(Saved entries)
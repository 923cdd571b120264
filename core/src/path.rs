//! Hierarchical channel paths (`propulsion.<entity>.runTime`).

use crate::error::PathError;
use std::fmt;

/// Default minimum number of dot-separated segments: root, entity, leaf.
pub const MIN_SEGMENTS: usize = 3;

/// A validated primary path for a monitored channel.
#[derive(Debug, Clone, PartialEq, Eq, Hash)]
pub struct ChannelPath {
    raw: String,
    segments: Vec<String>,
}

impl ChannelPath {
    /// Validate `path` against the expected shape: at least `min_segments`
    /// non-empty segments, the first of which is `root`. A path always needs a
    /// root and a leaf, so `min_segments` below 2 is raised to 2.
    pub fn parse(path: &str, root: &str, min_segments: usize) -> Result<Self, PathError> {
        let min_segments = min_segments.max(2);
        let raw = path.trim();
        let segments: Vec<String> = raw.split('.').map(str::to_string).collect();

        if segments.iter().any(|s| s.trim().is_empty()) {
            return Err(PathError::EmptySegment(raw.to_string()));
        }
        if segments.len() < min_segments {
            return Err(PathError::TooShort {
                path: raw.to_string(),
                found: segments.len(),
                min: min_segments,
            });
        }
        if segments[0] != root {
            return Err(PathError::WrongRoot {
                path: raw.to_string(),
                root: root.to_string(),
            });
        }

        Ok(Self {
            raw: raw.to_string(),
            segments,
        })
    }

    pub fn as_str(&self) -> &str {
        &self.raw
    }

    pub fn leaf(&self) -> &str {
        &self.segments[self.segments.len() - 1]
    }

    /// Entity segments strictly between root and leaf, joined with `.`.
    pub fn id(&self) -> String {
        self.segments[1..self.segments.len() - 1].join(".")
    }

    /// Sibling path obtained by replacing the leaf with `suffix`.
    pub fn sibling(&self, suffix: &str) -> String {
        let parent = &self.segments[..self.segments.len() - 1];
        format!("{}.{}", parent.join("."), suffix)
    }
}

impl fmt::Display for ChannelPath {
    fn fmt(&self, f: &mut fmt::Formatter<'_>) -> fmt::Result {
        f.write_str(&self.raw)
    }
}

#[cfg(test)]
mod tests {
    use super::*;

    #[test]
    fn test_parse_valid_path() {
        let path =
            ChannelPath::parse("propulsion.port.runTime", "propulsion", MIN_SEGMENTS).unwrap();
        assert_eq!(path.id(), "port");
        assert_eq!(path.leaf(), "runTime");
        assert_eq!(path.sibling("revolutions"), "propulsion.port.revolutions");
        assert_eq!(path.sibling("fuel.rate"), "propulsion.port.fuel.rate");
    }

    #[test]
    fn test_multi_segment_entity() {
        let path =
            ChannelPath::parse("propulsion.main.port.runTime", "propulsion", MIN_SEGMENTS)
                .unwrap();
        assert_eq!(path.id(), "main.port");
    }

    #[test]
    fn test_rejects_malformed_paths() {
        assert!(matches!(
            ChannelPath::parse("propulsion.runTime", "propulsion", MIN_SEGMENTS),
            Err(PathError::TooShort { found: 2, .. })
        ));
        assert!(matches!(
            ChannelPath::parse("electrical.port.runTime", "propulsion", MIN_SEGMENTS),
            Err(PathError::WrongRoot { .. })
        ));
        assert!(matches!(
            ChannelPath::parse("propulsion..runTime", "propulsion", MIN_SEGMENTS),
            Err(PathError::EmptySegment(_))
        ));
        assert!(ChannelPath::parse("", "propulsion", MIN_SEGMENTS).is_err());
    }

    #[test]
    fn test_min_segments_never_below_root_and_leaf() {
        assert!(matches!(
            ChannelPath::parse("propulsion", "propulsion", 0),
            Err(PathError::TooShort { found: 1, min: 2, .. })
        ));

        let path = ChannelPath::parse("propulsion.runTime", "propulsion", 1).unwrap();
        assert_eq!(path.id(), "");
        assert_eq!(path.sibling("revolutions"), "propulsion.revolutions");
    }
}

- **TASK OBJECTIVE**
All the data needs repeating. Return it exactly.

- **RESULT FOR THIS EXERCISE**
repository 923cdd571b120264
filename core/src/path.rs
//! Hierarchical channel paths (`propulsion.<entity>.runTime`).

use crate::error::PathError;
use std::fmt;

/// Default minimum number of dot-separated segments: root, entity, leaf.
pub const MIN_SEGMENTS: usize = 3;

/// A validated primary path for a monitored channel.
#[derive(Debug, Clone, PartialEq, Eq, Hash)]
pub struct ChannelPath {
    raw: String,
    segments: Vec<String>,
}

impl ChannelPath {
    /// Validate `path` against the expected shape: at least `min_segments`
    /// non-empty segments, the first of which is `root`. A path always needs a
    /// root and a leaf, so `min_segments` below 2 is raised to 2.
    pub fn parse(path: &str, root: &str, min_segments: usize) -> Result<Self, PathError> {
        let min_segments = min_segments.max(2);
        let raw = path.trim();
        let segments: Vec<String> = raw.split('.').map(str::to_string).collect();

        if segments.iter().any(|s| s.trim().is_empty()) {
            return Err(PathError::EmptySegment(raw.to_string()));
        }
        if segments.len() < min_segments {
            return Err(PathError::TooShort {
                path: raw.to_string(),
                found: segments.len(),
                min: min_segments,
            });
        }
        if segments[0] != root {
            return Err(PathError::WrongRoot {
                path: raw.to_string(),
                root: root.to_string(),
            });
        }

        Ok(Self {
            raw: raw.to_string(),
            segments,
        })
    }

    pub fn as_str(&self) -> &str {
        &self.raw
    }

    pub fn leaf(&self) -> &str {
        &self.segments[self.segments.len() - 1]
    }

    /// Entity segments strictly between root and leaf, joined with `.`.
    pub fn id(&self) -> String {
        self.segments[1..self.segments.len() - 1].join(".")
    }

    /// Sibling path obtained by replacing the leaf with `suffix`.
    pub fn sibling(&self, suffix: &str) -> String {
        let parent = &self.segments[..self.segments.len() - 1];
        format!("{}.{}", parent.join("."), suffix)
    }
}

impl fmt::Display for ChannelPath {
    fn fmt(&self, f: &mut fmt::Formatter<'_>) -> fmt::Result {
        f.write_str(&self.raw)
    }
}

#[cfg(test)]
mod tests {
    use super::*;

    #[test]
    fn test_parse_valid_path() {
        let path =
            ChannelPath::parse("propulsion.port.runTime", "propulsion", MIN_SEGMENTS).unwrap();
        assert_eq!(path.id(), "port");
        assert_eq!(path.leaf(), "runTime");
        assert_eq!(path.sibling("revolutions"), "propulsion.port.revolutions");
        assert_eq!(path.sibling("fuel.rate"), "propulsion.port.fuel.rate");
    }

    #[test]
    fn test_multi_segment_entity() {
        let path =
            ChannelPath::parse("propulsion.main.port.runTime", "propulsion", MIN_SEGMENTS)
                .unwrap();
        assert_eq!(path.id(), "main.port");
    }

    #[test]
    fn test_rejects_malformed_paths() {
        assert!(matches!(
            ChannelPath::parse("propulsion.runTime", "propulsion", MIN_SEGMENTS),
            Err(PathError::TooShort { found: 2, .. })
        ));
        assert!(matches!(
            ChannelPath::parse("electrical.port.runTime", "propulsion", MIN_SEGMENTS),
            Err(PathError::WrongRoot { .. })
        ));
        assert!(matches!(
            ChannelPath::parse("propulsion..runTime", "propulsion", MIN_SEGMENTS),
            Err(PathError::EmptySegment(_))
        ));
        assert!(ChannelPath::parse("", "propulsion", MIN_SEGMENTS).is_err());
    }

    #[test]
    fn test_min_segments_never_below_root_and_leaf() {
        assert!(matches!(
            ChannelPath::parse("propulsion", "propulsion", 0),
            Err(PathError::TooShort { found: 1, min: 2, .. })
        ));

        let path = ChannelPath::parse("propulsion.runTime", "propulsion", 1).unwrap();
        assert_eq!(path.id(), "");
        assert_eq!(path.sibling("revolutions"), "propulsion.revolutions");
    }
}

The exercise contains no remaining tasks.